Agora defender que se irá "certamente" construir novos estádios parece-me irrealista, por mais tolos que sejamos. É que em 2018 estamos na bancarrota e não teremos sequer dinheiro para "brincar" com essa possibilidade, pelo que estou convicto que isso não irá acontecer.

Anónimo disse...

Porque raio é que o estado tem de intervir na organização de algo privado?

joão boaventura disse...

Quando se inaugurou o Estádio Salazar, em Lourenço Marques, o jornal oficial do Comité Olímpico Sueco publicava uma fotografia do Estádio apenas com este título:

"País subdesenvolvido inaugura Estádio".

Sem qualquer texto explicativo.
Lacónico porque o título encerrava um dogma.

Anónimo disse...

Quando se inaugurou o Estádio Salazar, em Lourenço Marques, o jornal oficial do Comité Olímpico Sueco publicava uma fotografia do Estádio apenas com este título:

"País subdesenvolvido inaugura Estádio".

Sem qualquer texto explicativo.
Lacónico porque o título encerrava um dogma.

João disse...

Bater no homem porque ele não se exprime correctamente ainda vá. Faltam no entanto argumentos para sustentar a afirmação que vão ser precisos novos estadios devido a novas tecnologias ou obras de restauro.

Anónimo disse...

Concordo inteirammente com o teor do post. Caso alguém ainda possa duvidar basta consultar as notícias que sairam hoje quanto às condições de candidatura para o referido mundial:
o jogo de abertura (ao qual a FPF se canditaria)e o da final têm de ocorrer em estádios com capacidade para pelo menos 80000 espectadores.
Os outros estádios têm que ter lotação mínima de 40000 lugares.
Os pequenos ajustes seriam: construir um estádio novo para 80000 pessoas (ou ampliar o da luz?)e aumentar a lotação de dois (algarve e braga ou guimarães)de 30000 para 40000, pois não é crível que a FIFA aceitasse 2 estádios na mesma cidade, deixando assim o do sporting de fora.

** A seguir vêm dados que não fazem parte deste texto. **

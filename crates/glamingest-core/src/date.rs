//! Free-text object dates → structured temporal values.
//!
//! Recognized shapes, in priority order:
//!
//! ```text
//! "1882"          → 1882
//! "ca. 1882"      → 1882, circa
//! "ca. 1882–89"   → 1882, circa, latest date 1889
//! "ca. 969–1000"  → 969, circa          (ascending range: end not recorded)
//! anything else   → no value, diagnostic
//! ```
//!
//! The range separator is an en-dash (U+2013), which is what the collection
//! API emits.

use regex::Regex;
use std::cmp::Ordering;
use std::sync::OnceLock;

/// Precision of a [`TemporalValue`]. Only year precision is produced.
#[derive(Debug, Clone, Copy, PartialEq, Eq)]
pub enum Precision {
    Year,
}

impl Precision {
    /// Numeric precision code of the graph's time datatype.
    pub fn code(self) -> u8 {
        match self {
            Precision::Year => 9,
        }
    }
}

#[derive(Debug, Clone, PartialEq, Eq)]
pub enum DateQualifier {
    Circa,
    LatestDate(i64),
}

#[derive(Debug, Clone, PartialEq, Eq)]
pub struct TemporalValue {
    pub year: i64,
    pub precision: Precision,
    pub qualifiers: Vec<DateQualifier>,
}

impl TemporalValue {
    pub fn year(year: i64) -> Self {
        Self {
            year,
            precision: Precision::Year,
            qualifiers: Vec::new(),
        }
    }

    pub fn circa(mut self) -> Self {
        self.qualifiers.push(DateQualifier::Circa);
        self
    }

    pub fn latest(mut self, year: i64) -> Self {
        self.qualifiers.push(DateQualifier::LatestDate(year));
        self
    }
}

/// Result of parsing one date string.
#[derive(Debug, Clone, Default, PartialEq, Eq)]
pub struct DateParse {
    pub value: Option<TemporalValue>,
    pub diagnostics: Vec<String>,
}

fn circa_re() -> &'static Regex {
    static RE: OnceLock<Regex> = OnceLock::new();
    RE.get_or_init(|| Regex::new(r"^ca\. ([0-9]+)$").expect("valid circa pattern"))
}

fn circa_range_re() -> &'static Regex {
    static RE: OnceLock<Regex> = OnceLock::new();
    RE.get_or_init(|| {
        Regex::new(r"^ca\. ([0-9]+)\u{2013}([0-9]+)$").expect("valid circa range pattern")
    })
}

fn is_ascii_digits(s: &str) -> bool {
    !s.is_empty() && s.bytes().all(|b| b.is_ascii_digit())
}

pub fn parse_date(text: &str) -> DateParse {
    let mut out = DateParse::default();

    if is_ascii_digits(text) {
        match text.parse::<i64>() {
            Ok(year) => out.value = Some(TemporalValue::year(year)),
            Err(_) => out.diagnostics.push(too_complex(text)),
        }
        return out;
    }

    if let Some(caps) = circa_re().captures(text) {
        match caps[1].parse::<i64>() {
            Ok(year) => {
                out.value = Some(TemporalValue::year(year).circa());
                out.diagnostics
                    .push(format!("date: found simple circa date: {text}"));
            }
            Err(_) => out.diagnostics.push(too_complex(text)),
        }
        return out;
    }

    if let Some(caps) = circa_range_re().captures(text) {
        let (start_digits, end_digits) = (&caps[1], &caps[2]);
        let Ok(start) = start_digits.parse::<i64>() else {
            out.diagnostics.push(too_complex(text));
            return out;
        };

        out.diagnostics.push(format!(
            "date: found circa range: {start_digits} and {end_digits}"
        ));
        let mut value = TemporalValue::year(start).circa();

        if compare_digits(start_digits, end_digits) == Ordering::Greater {
            match expand_abbreviated_end(start_digits, end_digits) {
                Some(latest) => value = value.latest(latest),
                None => out.diagnostics.push(format!(
                    "date: cannot expand abbreviated end year in {text}"
                )),
            }
        } else {
            // Ascending ranges keep only the circa start year.
            out.diagnostics.push(format!(
                "date: ascending circa range {start_digits}\u{2013}{end_digits}, end year not recorded"
            ));
        }

        out.value = Some(value);
        return out;
    }

    out.diagnostics.push(too_complex(text));
    out
}

/// Numeric order of two ASCII digit strings of any length.
fn compare_digits(a: &str, b: &str) -> Ordering {
    let a = a.trim_start_matches('0');
    let b = b.trim_start_matches('0');
    a.len().cmp(&b.len()).then_with(|| a.cmp(b))
}

/// `("1882", "89")` → `1889`: the end year borrows the leading digits of the
/// start year. `None` when the end is not shorter-or-equal in length.
fn expand_abbreviated_end(start: &str, end: &str) -> Option<i64> {
    let shared = start.len().checked_sub(end.len())?;
    let prefix = start.get(..shared)?;
    format!("{prefix}{end}").parse().ok()
}

fn too_complex(text: &str) -> String {
    format!("date too complex to parse: {text}")
}

#[cfg(test)]
mod tests {
    use super::*;

    #[test]
    fn plain_year() {
        let parsed = parse_date("1882");
        assert_eq!(parsed.value, Some(TemporalValue::year(1882)));
        assert!(parsed.diagnostics.is_empty());
    }

    #[test]
    fn simple_circa() {
        let parsed = parse_date("ca. 1882");
        assert_eq!(parsed.value, Some(TemporalValue::year(1882).circa()));
    }

    #[test]
    fn abbreviated_range() {
        let parsed = parse_date("ca. 1882\u{2013}89");
        let value = parsed.value.unwrap();
        assert_eq!(value.year, 1882);
        assert_eq!(
            value.qualifiers,
            vec![DateQualifier::Circa, DateQualifier::LatestDate(1889)]
        );
    }

    #[test]
    fn ascending_range_drops_end() {
        let parsed = parse_date("ca. 969\u{2013}1000");
        assert_eq!(parsed.value, Some(TemporalValue::year(969).circa()));
        assert!(parsed
            .diagnostics
            .iter()
            .any(|d| d.contains("end year not recorded")));
    }

    #[test]
    fn equal_length_descending_range() {
        let parsed = parse_date("ca. 1890\u{2013}1885");
        assert_eq!(
            parsed.value.unwrap().qualifiers,
            vec![DateQualifier::Circa, DateQualifier::LatestDate(1885)]
        );
    }

    #[test]
    fn longer_end_guard() {
        // start > end numerically, but the end has more digits.
        let parsed = parse_date("ca. 1900\u{2013}0000123");
        let value = parsed.value.unwrap();
        assert_eq!(value.qualifiers, vec![DateQualifier::Circa]);
        assert!(parsed
            .diagnostics
            .iter()
            .any(|d| d.contains("cannot expand")));
    }

    #[test]
    fn end_year_beyond_i64_is_ascending() {
        let text = "ca. 10\u{2013}9999999999999999999999";
        let parsed = parse_date(text);
        assert_eq!(parsed.value, Some(TemporalValue::year(10).circa()));
        assert!(parsed
            .diagnostics
            .iter()
            .any(|d| d.contains("end year not recorded")));
    }

    #[test]
    fn digit_order_ignores_leading_zeros() {
        assert_eq!(compare_digits("0089", "89"), Ordering::Equal);
        assert_eq!(compare_digits("1900", "0000123"), Ordering::Greater);
        assert_eq!(compare_digits("10", "9999999999999999999999"), Ordering::Less);
    }

    #[test]
    fn hyphen_range_is_not_recognized() {
        let parsed = parse_date("ca. 1882-89");
        assert_eq!(parsed.value, None);
    }

    #[test]
    fn complex_dates() {
        for text in ["circa somewhen", "", "1882 or 1883", "19th century", "ca.1882"] {
            let parsed = parse_date(text);
            assert_eq!(parsed.value, None, "{text}");
            assert_eq!(parsed.diagnostics, vec![too_complex(text)]);
        }
    }

    #[test]
    fn overflowing_year_is_complex() {
        let parsed = parse_date("99999999999999999999999");
        assert_eq!(parsed.value, None);
    }

    #[test]
    fn precision_code() {
        assert_eq!(Precision::Year.code(), 9);
    }
}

Em 1990 realizou-se em portugal um mundial de sub 20 para o qual o estado patrocinou a modernização de vários estádios de futebol. Em 2004, 14 anos depois nenhum destes estádios modernizados serviu. Optou-se então pelo bota abaixo e construir novos. De 2004 a 2018 decorrerão também 14 anos. A decisão de construir estádios novos para 2018 teria antecedentes.

R. da Cunha disse...

Li, como sempre, o artigo no Público. E tendo a concordar com a necessidade (imposição) de, pelo menos, obras vultuosas nos estádio existentes: na Luz, no Sporting (?), no Dragão e em Braga/Guimarães, se não no Algarve. E para quê? Para um jogo em cada um deles, pois Espanha há-de querer puxar o máximo para os seus estádios/cidades.

Nuno disse...

Os estádios são equipamentos misteriosos- ocupam vastas áreas centrais das cidades e recursos públicos mas são usados uma única vez cada duas semanas durante algumas horas.

Anónimo disse...

Toda a argumentação faz sentido e merece séria reflexão, mas permito-me chamar a atenção para uma questão relativa ao estádio de Leiria: está tudo certo quanto ao futebol (que, de facto, não atrai espectadores), mas aquele é um recinto também equipado para o atletismo, que o ocupa todos os dias com treinos e provas: atletismo, aliás, que já ali levou duas provas europeias com milhares de espectadores (em 2005 e 2008) e que será este ano responsável por nova prova internacional (Taça da Europa das Nações) de altíssimo nível.
Em boa verdade, devia ser sublinhada a diferença entre estádios e campos de futebol: um estádio pressupõe a existência de pista de atletismo (e só há dois: Coimbra e Leiria)

pretinha doce disse...

eu nao percebi nd desta matéria.
purisso eu vou ter uma professora nova só pra mim!!!
beijos:-)MAS EU GOSTO DA MATÉRIA!!!

Joao Mendes disse...

Em relação à frase onde refere que o Estádio de Coimbra e o de Leiria não têm espectadores, acho perfeitamente inadequado o modo como o fez, pois apesar das baixas assistências da Académica não se pode de forma alguma tomar como referencia o jogo da Taça da Liga nem tão pouco comparar à situação vivida em Leiria ou Aveiro pois se se der ao trabalho de verificar pode facilmente perceber que a Académica se encontra no 6º lugar dos clubes da liga com maior assistência, com 92.000 espectadores durante a época.